Quantifying the influence of larval pheromones on exopher production in hermaphrodites

A single pretzel-stage embryo was placed on a fresh, 35 mm NGM plate seeded with E. coli OP50 bacteria (100 μL of bacteria from 10 mL overnight culture grown in a 50 mL Erlenmeyer flask). The worm was cultured until the late L4 stage, when 50 L1 larvae were added to a single worm. For the control groups, single pretzel-stage embryos or ten pretzel-stage embryos were placed on a fresh, 35 mm NGM plate with E. coli OP50 bacteria. Muscle exophers were scored in each animal at adulthood day 2.

Growing hermaphrodites on plates supplemented with synthetic ascr#10 or ascr#3

Synthetic, concentrated stock solution of ascr#10 was stored in DMSO at -80 °C. The stock was diluted to working solutions with water. A total of 100 µL of diluted solution (containing 1 ng or 1 pg) was applied and rubbed into the 35-mm NGM plate with a sterile glass rod. Plates were incubated at 20 °C overnight. The following day, plates were seeded with 100 µL of E.coli OP50 bacteria, and incubated for an additional 24 h at 20 °C. Control plates were prepared similarly using water instead of an ascaroside solution. Pretzel-stage eggs / L4 worms were transferred on plates supplemented with ascarosides and solvent control plates in groups of twelve eggs per plate. On day 2 of adulthood, the number of exophers was quantified in the worms expressing RFP in BWM.

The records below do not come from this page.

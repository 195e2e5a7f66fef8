//! Camera module for the zoom toggle and screen/world transforms.

use kurbo::{Affine, Point, Rect, Size, Vec2};
use serde::{Deserialize, Serialize};

/// Default view scale while zoomed in.
pub const DEFAULT_ZOOM_FACTOR: f64 = 0.2;

/// View state of the canvas.
///
/// World coordinates coincide with normalized device coordinates when not
/// zoomed in. While zoomed in, the visible region is `zoom_factor` wide on
/// each side of `-offset`.
#[derive(Debug, Clone, PartialEq, Serialize, Deserialize)]
pub struct Camera {
    /// Whether the zoomed-in view is active.
    pub zoomed_in: bool,
    /// View scale applied while zoomed in.
    pub zoom_factor: f64,
    /// Current translation offset.
    pub offset: Vec2,
}

impl Default for Camera {
    fn default() -> Self {
        Self::new(DEFAULT_ZOOM_FACTOR)
    }
}

impl Camera {
    pub fn new(zoom_factor: f64) -> Self {
        Self {
            zoomed_in: false,
            zoom_factor,
            offset: Vec2::ZERO,
        }
    }

    /// Half-extent of the visible region in world units.
    pub fn scale(&self) -> f64 {
        if self.zoomed_in { self.zoom_factor } else { 1.0 }
    }

    /// Orthographic view bounds (left, bottom, right, top) in world units.
    pub fn view_bounds(&self) -> Rect {
        let s = self.scale();
        Rect::new(
            -s - self.offset.x,
            -s - self.offset.y,
            s - self.offset.x,
            s - self.offset.y,
        )
    }

    /// World to normalized device coordinates.
    pub fn transform(&self) -> Affine {
        Affine::scale(1.0 / self.scale()) * Affine::translate(self.offset)
    }

    /// Normalized device coordinates to world.
    pub fn inverse_transform(&self) -> Affine {
        Affine::translate(-self.offset) * Affine::scale(self.scale())
    }

    /// Convert a pointer position in pixels (origin top-left) to normalized
    /// device coordinates (origin center, +y up).
    pub fn screen_to_ndc(screen_point: Point, viewport: Size) -> Point {
        Point::new(
            screen_point.x / viewport.width * 2.0 - 1.0,
            (viewport.height - screen_point.y) / viewport.height * 2.0 - 1.0,
        )
    }

    /// Convert a pointer position in pixels to world coordinates.
    pub fn screen_to_world(&self, screen_point: Point, viewport: Size) -> Point {
        self.inverse_transform() * Self::screen_to_ndc(screen_point, viewport)
    }

    /// Convert a world point to a pointer position in pixels.
    pub fn world_to_screen(&self, world_point: Point, viewport: Size) -> Point {
        let ndc = self.transform() * world_point;
        Point::new(
            (ndc.x + 1.0) / 2.0 * viewport.width,
            viewport.height - (ndc.y + 1.0) / 2.0 * viewport.height,
        )
    }

    /// Toggle between the full view and the zoomed-in view.
    ///
    /// Zooming in keeps `world_point` under the pointer; zooming out resets
    /// the offset. Returns the new zoom state.
    pub fn toggle_zoom(&mut self, world_point: Point) -> bool {
        if self.zoomed_in {
            self.reset();
        } else {
            self.zoomed_in = true;
            self.offset = world_point.to_vec2() * (self.zoom_factor - 1.0);
        }
        self.zoomed_in
    }

    /// Return to the unzoomed, untranslated view.
    pub fn reset(&mut self) {
        self.zoomed_in = false;
        self.offset = Vec2::ZERO;
    }
}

Synthetic, concentrated stock solution of ascr#3 was stored in ethanol at -80 °C. The stocks were diluted to working solutions with water. A total of 50 µL (containing 1 nM or 1pM) was applied on the 35-mm NGM plate seeded with E.coli OP50 bacteria and left in RT for 3 h until dry. Pretzel-stage eggs / L4 worms were transferred on plates supplemented with ascarosides and solvent control plates in groups of twelve eggs per plate. On day 2 of adulthood, the number of exophers was quantified in the worms expressing RFP in BWM.

Data analysis and visualization tools

Data analysis was performed using Microsoft® Excel® and GraphPad Prism 9 software. Graphical representation of data was depicted using GraphPad Prism 9.

Statistical analysis

No statistical methods were used to predetermine the sample size. Worms were randomly allocated to the experimental groups for all the data sets and experiments were performed blinded for the data sets presented in the following figures: Fig. 1c–g, i, j; Fig. 3a–d, g, h; Fig. 4d, f; Fig. 5c–i; Fig. 7a, b, f, g; Supplementary Fig. 3c, d; Supplementary Fig. 7d, e. Non-Gaussian distribution of residuals was assumed; therefore, nonparametric statistical tests were applied: two-tailed Mann–Whitney (in comparison between two groups) or Kruskal-Wallis test with Dunn’s multiple comparisons test (in comparison between more than two groups). P-value < 0.05 is considered significant.

Reporting summary

Further information on research design is available in the Nature Portfolio Reporting Summary linked to this article.